His reasons for this drastic move are informative. He hopes that “leaving the internet will make me better with my time, vastly more creative, a better friend, a better son and brother… a better Paul.” He said that he was spending an average of over twelve hours each day using some sort of device with an Internet connection, not even including his smartphone.
By separating myself from the constant connectivity, I can see which aspects are truly valuable, which are distractions for me, and which parts are corrupting my very soul. What I worry is that I’m so “adept” at the internet that I’ve found ways to fill every crevice of my life with it, and I’m pretty sure the internet has invaded some places where it doesn’t belong.
This is a profound statement for a person who makes his living as a technology writer, a job that will be far more difficult without the ability to research new devices online, see what others have written, and even exchange e-mail to share ideas.
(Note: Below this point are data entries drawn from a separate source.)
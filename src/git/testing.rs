//! In-memory git double for command tests

use std::collections::HashMap;
use std::sync::{Arc, Mutex};

use super::{Captured, Vcs};
use crate::types::Result;

#[derive(Debug, Clone, PartialEq, Eq)]
pub(crate) enum Call {
    Interactive(Vec<String>),
    Captured(Vec<String>),
}

/// Shared view of every invocation a [`FakeVcs`] received
#[derive(Debug, Clone, Default)]
pub(crate) struct CallLog(Arc<Mutex<Vec<Call>>>);

impl CallLog {
    fn push(&self, call: Call) {
        if let Ok(mut calls) = self.0.lock() {
            calls.push(call);
        }
    }

    pub fn all(&self) -> Vec<Call> {
        self.0.lock().map(|c| c.clone()).unwrap_or_default()
    }

    /// Argument vectors of interactive runs, in order
    pub fn interactive(&self) -> Vec<Vec<String>> {
        self.all()
            .into_iter()
            .filter_map(|c| match c {
                Call::Interactive(args) => Some(args),
                Call::Captured(_) => None,
            })
            .collect()
    }

    pub fn ran(&self, joined: &str) -> bool {
        self.all().iter().any(|c| match c {
            Call::Interactive(args) | Call::Captured(args) => args.join(" ") == joined,
        })
    }
}

#[derive(Debug, Clone)]
pub(crate) struct FakeVcs {
    captured: HashMap<String, Captured>,
    interactive: HashMap<String, i32>,
    files: HashMap<String, Vec<u8>>,
    log: CallLog,
}

impl FakeVcs {
    /// Inside a work tree; every other query succeeds with empty output
    pub fn new() -> Self {
        Self {
            captured: HashMap::new(),
            interactive: HashMap::new(),
            files: HashMap::new(),
            log: CallLog::default(),
        }
        .respond("rev-parse --is-inside-work-tree", 0, "true\n")
    }

    pub fn respond(mut self, args: &str, code: i32, stdout: &str) -> Self {
        self.captured.insert(
            args.to_string(),
            Captured {
                code,
                stdout: stdout.to_string(),
                stderr: String::new(),
            },
        );
        self
    }

    pub fn respond_err(mut self, args: &str, code: i32, stderr: &str) -> Self {
        self.captured.insert(
            args.to_string(),
            Captured {
                code,
                stdout: String::new(),
                stderr: stderr.to_string(),
            },
        );
        self
    }

    pub fn exit(mut self, args: &str, code: i32) -> Self {
        self.interactive.insert(args.to_string(), code);
        self
    }

    pub fn file(mut self, path: &str, content: &[u8]) -> Self {
        self.files.insert(path.to_string(), content.to_vec());
        self
    }

    pub fn log(&self) -> CallLog {
        self.log.clone()
    }
}

impl Vcs for FakeVcs {
    fn run_interactive(&self, args: &[String]) -> Result<i32> {
        self.log.push(Call::Interactive(args.to_vec()));
        Ok(self.interactive.get(&args.join(" ")).copied().unwrap_or(0))
    }

    fn run_captured(&self, args: &[String]) -> Result<Captured> {
        self.log.push(Call::Captured(args.to_vec()));
        Ok(self
            .captured
            .get(&args.join(" "))
            .cloned()
            .unwrap_or_default())
    }

    fn read_file(&self, path: &str) -> std::io::Result<Vec<u8>> {
        self.files
            .get(path)
            .cloned()
            .ok_or_else(|| std::io::Error::from(std::io::ErrorKind::NotFound))
    }

    fn file_size(&self, path: &str) -> Option<u64> {
        self.files.get(path).map(|f| f.len() as u64)
    }
}
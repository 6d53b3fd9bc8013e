use std::io::Write;
#[cfg(test)]
use std::sync::{Arc, Mutex};

use console::style;

#[derive(Debug, Clone)]
enum Sink {
    Console,
    #[cfg(test)]
    Buffer(Arc<Mutex<String>>),
}

/// User-facing output. Status lines go through the styled helpers, model
/// text through [`print`](Output::print) so deltas appear as they arrive.
#[derive(Debug, Clone)]
pub struct Output {
    sink: Sink,
}

impl Output {
    pub fn new() -> Self {
        Self {
            sink: Sink::Console,
        }
    }

    /// Output captured into memory, with ANSI styling removed
    #[cfg(test)]
    pub(crate) fn captured() -> (Self, Arc<Mutex<String>>) {
        let buffer = Arc::new(Mutex::new(String::new()));
        (
            Self {
                sink: Sink::Buffer(Arc::clone(&buffer)),
            },
            buffer,
        )
    }

    fn write_out(&self, text: &str) {
        match &self.sink {
            Sink::Console => {
                let mut stdout = std::io::stdout().lock();
                let _ = stdout.write_all(text.as_bytes());
                let _ = stdout.flush();
            }
            #[cfg(test)]
            Sink::Buffer(buffer) => {
                if let Ok(mut buffer) = buffer.lock() {
                    buffer.push_str(&console::strip_ansi_codes(text));
                }
            }
        }
    }

    fn write_err(&self, text: &str) {
        match &self.sink {
            Sink::Console => {
                let mut stderr = std::io::stderr().lock();
                let _ = stderr.write_all(text.as_bytes());
            }
            #[cfg(test)]
            Sink::Buffer(_) => self.write_out(text),
        }
    }

    /// Raw text without a trailing newline, flushed immediately
    pub fn print(&self, text: &str) {
        self.write_out(text);
    }

    pub fn line(&self, text: &str) {
        self.write_out(&format!("{}\n", text));
    }

    pub fn blank(&self) {
        self.write_out("\n");
    }

    pub fn success(&self, message: &str) {
        self.line(&format!("{} {}", style("✓").green(), message));
    }

    pub fn error(&self, message: &str) {
        self.write_err(&format!("{} {}\n", style("✗").red(), message));
    }

    pub fn warning(&self, message: &str) {
        self.write_err(&format!("{} {}\n", style("⚠").yellow(), message));
    }

    pub fn info(&self, message: &str) {
        self.line(&format!("{} {}", style("ℹ").blue(), message));
    }

    pub fn header(&self, message: &str) {
        self.line(&format!("\n{}", style(message).bold().underlined()));
    }

    /// `=== TITLE ===` banner separating git output from model output
    pub fn banner(&self, title: &str) {
        self.line(&style(format!("=== {} ===", title)).bold().to_string());
    }

    /// `- item` list, indented
    pub fn item(&self, text: &str) {
        self.line(&format!("  - {}", text));
    }
}

impl Default for Output {
    fn default() -> Self {
        Self::new()
    }
}

#[cfg(test)]
mod tests {
    use super::*;

    #[test]
    fn test_captured_output_strips_styling() {
        let (output, buffer) = Output::captured();
        output.success("Committed");
        output.banner("AI SUMMARY");
        output.print("partial");
        output.print(" text");
        output.blank();

        let text = buffer.lock().unwrap().clone();
        assert_eq!(text, "✓ Committed\n=== AI SUMMARY ===\npartial text\n");
    }

    #[test]
    fn test_warnings_reach_buffer() {
        let (output, buffer) = Output::captured();
        output.warning("Invalid language code 'xx'");
        assert!(buffer.lock().unwrap().contains("⚠ Invalid language code 'xx'"));
    }
}
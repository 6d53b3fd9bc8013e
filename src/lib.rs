//! sgit - Solar LLM-powered git wrapper
//!
//! Wraps the `git` binary. `add`, `commit`, `diff`, `log` and `merge` gain
//! optional AI augmentation backed by an OpenAI-compatible chat completion
//! endpoint (Upstage Solar by default); every other subcommand, and any
//! invocation that asks for plain git behavior, is forwarded unchanged with
//! git's exit code.
//!
//! ## Core Features
//!
//! - **Flag-preserving passthrough**: declared flag tables drive both parsing
//!   and the reconstruction of the argument vector handed to git
//! - **Token budgeting**: prompt sections are sized by word count against a
//!   fixed budget and truncated with a visible marker
//! - **Streaming**: responses are printed as they arrive, with a spinner
//!   until the first fragment
//!
//! ## Modules
//!
//! - [`ai`]: token budgeting, prompt assembly, the completion client
//! - [`cli`]: command tree, routing and command handlers
//! - [`config`]: figment-based configuration, languages, first-run setup
//! - [`git`]: the git subprocess collaborator

pub mod ai;
pub mod cli;
pub mod config;
pub mod constants;
pub mod git;
pub mod types;

// =============================================================================
// Core Re-exports
// =============================================================================

pub use config::{Config, ConfigLoader, Language};

pub use types::error::{ErrorCategory, Result, ResultExt, SgitError};

pub use ai::{LlmProvider, PromptAssembler, SharedProvider, SolarProvider, TokenCounter};

pub use git::{GitCli, GitQueries, Vcs};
His previous weekly column was entitled “The Verge at work: sync your text everywhere, never lose an idea again” — which, of course, requires the Internet.
Yet after his first day, he described the experience in glowing terms. “The moment I reached down and unplugged the ethernet cable from my computer, I felt like school was out for the summer, and the simultaneous relief and boredom that last bell brings. I stood up, and I realized that I’d been anticipating this moment for ages.” The rest of his day was relaxing — including hours spent playing local multiplayer video games with colleagues.
At home I listened to records with my roommate and the peaceful boredom continued. I found myself really engaging in the moment, asking questions and listening closely, even more than if I’d just closed my computer or locked my phone, because I knew neither of those things could demand anything of me.
What I suspect he will discover is that Day 31 isn’t nearly as enjoyable as Day 1, especially given his career. But he has clearly recognized that it takes a complete disconnect in order to avoid distractions, and that other areas of our lives suffer when buried under a flurry of text messages, interesting articles and more.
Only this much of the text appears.